=== TASK TO COMPLETE ===
Please copy each line in the records below that contains the string "crates".

=== Dataset entries ===
▬▬▬▬▬▬▬▬▬▬

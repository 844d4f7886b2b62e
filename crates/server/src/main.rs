use clap::Parser as _;
use hookrelay_mcp_server::logging::init_tracing;
use hookrelay_mcp_server::{Settings, create_server};
use std::process::ExitCode;

#[tokio::main]
async fn main() -> ExitCode {
    let settings = Settings::parse();
    init_tracing(&settings);

    let server = match create_server(&settings).await {
        Ok(server) => server,
        Err(e) => {
            tracing::error!("Failed to start server: {e}");
            return ExitCode::FAILURE;
        }
    };

    tracing::info!("Starting MCP server...");
    if let Err(e) = server.run().await {
        tracing::error!("Failed to start server: {e}");
        return ExitCode::FAILURE;
    }
    ExitCode::SUCCESS
}
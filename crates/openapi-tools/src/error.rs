//! Error types for `hookrelay-openapi-tools`.

use thiserror::Error;

/// Main error type for the `OpenAPI` tool server.
#[derive(Error, Debug)]
pub enum OpenApiToolsError {
    /// Configuration errors (bad base URL, bad filter patterns).
    #[error("Configuration error: {0}")]
    Config(String),

    /// `OpenAPI` errors (unsupported document version, unresolved `$ref`s).
    #[error("OpenAPI error: {0}")]
    OpenApi(String),

    /// The document is JSON but does not deserialize as an `OpenAPI` 3.x description.
    #[error("OpenAPI error: document is not a valid OpenAPI description: {source}")]
    InvalidDocument {
        #[source]
        source: serde_json::Error,
    },

    /// Runtime errors (unknown tool, missing arguments).
    #[error("Runtime error: {0}")]
    Runtime(String),

    /// The API answered with a non-success status.
    #[error("HTTP error: {0}")]
    Http(String),

    /// Transport-level failures talking to the API (connect, timeout, body read).
    #[error("Request error: {0}")]
    Request(String),

    /// Parameter collision errors.
    #[error("Parameter collision: {0}")]
    ParamCollision(String),
}

impl OpenApiToolsError {
    /// Whether the error was caused by the caller's arguments rather than the upstream API.
    #[must_use]
    pub fn is_caller_error(&self) -> bool {
        matches!(self, OpenApiToolsError::Runtime(_))
    }
}

/// Result type alias for `OpenAPI` tooling operations.
pub type Result<T> = std::result::Result<T, OpenApiToolsError>;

▬▬▬▬▬▬▬▬▬▬

=== RESULT FOR THIS EXERCISE ===
filename crates/server/src/main.rs
filename crates/openapi-tools/src/error.rs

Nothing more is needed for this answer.